Problem requirements => Which lines of the listing below contain the word "GatewayError"? Return them.

*** The records Section Begins ***

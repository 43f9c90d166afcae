//! Transport boundary: HTTP API and WebSocket shell relay

mod link;
mod listener;
mod routes;
mod ws;

pub use link::{ClientLink, ClientPhase, Outbound};
pub use listener::{serve, serve_on};
pub use routes::{router, ApiError};
//! Remote shell transport capability

use async_trait::async_trait;
use bytes::Bytes;
use std::sync::Arc;
use tokio::sync::mpsc;

use crate::error::UpstreamError;
use crate::types::SshTarget;

/// Ordered chunks of remote shell output.
///
/// The channel closes when the remote side ends the shell.
pub type ShellOutput = mpsc::Receiver<Bytes>;

/// Opens connections to remote shell hosts
#[async_trait]
pub trait ShellTransport: Send + Sync {
    /// Connect and authenticate against a target
    async fn connect(&self, target: &SshTarget) -> Result<Arc<dyn ShellConnection>, UpstreamError>;
}

/// An established, authenticated connection
#[async_trait]
pub trait ShellConnection: Send + Sync {
    /// Open an interactive shell stream
    async fn shell(&self) -> Result<ShellStream, UpstreamError>;

    /// Close the connection
    async fn close(&self) -> Result<(), UpstreamError>;
}

/// Write half of an interactive shell
#[async_trait]
pub trait ShellChannel: Send + Sync {
    /// Write bytes to the shell's stdin
    async fn write(&self, data: &[u8]) -> Result<(), UpstreamError>;

    /// Close the shell
    async fn close(&self) -> Result<(), UpstreamError>;
}

/// An open interactive shell
pub struct ShellStream {
    /// Input side
    pub channel: Arc<dyn ShellChannel>,
    /// Output side
    pub output: ShellOutput,
}
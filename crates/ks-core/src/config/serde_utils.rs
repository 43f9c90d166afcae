//! Serde helpers shared by configuration types

/// `Duration` stored as whole seconds, so config files read
/// `connect_timeout = 15` instead of a nested table.
pub mod duration_secs {
    use serde::{self, Deserialize, Deserializer, Serializer};
    use std::time::Duration;

    /// Serialize a Duration as seconds (u64)
    pub fn serialize<S>(duration: &Duration, serializer: S) -> Result<S::Ok, S::Error>
    where
        S: Serializer,
    {
        serializer.serialize_u64(duration.as_secs())
    }

    /// Deserialize a Duration from seconds (u64)
    pub fn deserialize<'de, D>(deserializer: D) -> Result<Duration, D::Error>
    where
        D: Deserializer<'de>,
    {
        let secs = u64::deserialize(deserializer)?;
        Ok(Duration::from_secs(secs))
    }
}
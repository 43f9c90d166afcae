//! Identity verification
//!
//! Users and their password hashes come from the gateway configuration.

mod users;

pub use users::{hash_password, StaticUsers};
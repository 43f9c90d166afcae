//! Capabilities consumed from external collaborators

mod cluster;
mod identity;
mod shell;

pub use cluster::ClusterApi;
pub use identity::IdentityProvider;
pub use shell::{ShellChannel, ShellConnection, ShellOutput, ShellStream, ShellTransport};
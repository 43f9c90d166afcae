//! Identity capability

use async_trait::async_trait;

use crate::error::GatewayError;
use crate::types::UserIdentity;

/// Verifies credentials and hands out [`UserIdentity`] values
#[async_trait]
pub trait IdentityProvider: Send + Sync {
    /// Check a username/password pair.
    ///
    /// Fails with [`GatewayError::Unauthorized`] for unknown users and wrong
    /// passwords alike.
    async fn verify(&self, username: &str, password: &str) -> Result<UserIdentity, GatewayError>;
}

*** The records Section Ends ***

Answer below =>
use crate::error::GatewayError;
    /// Fails with [`GatewayError::Unauthorized`] for unknown users and wrong
    async fn verify(&self, username: &str, password: &str) -> Result<UserIdentity, GatewayError>;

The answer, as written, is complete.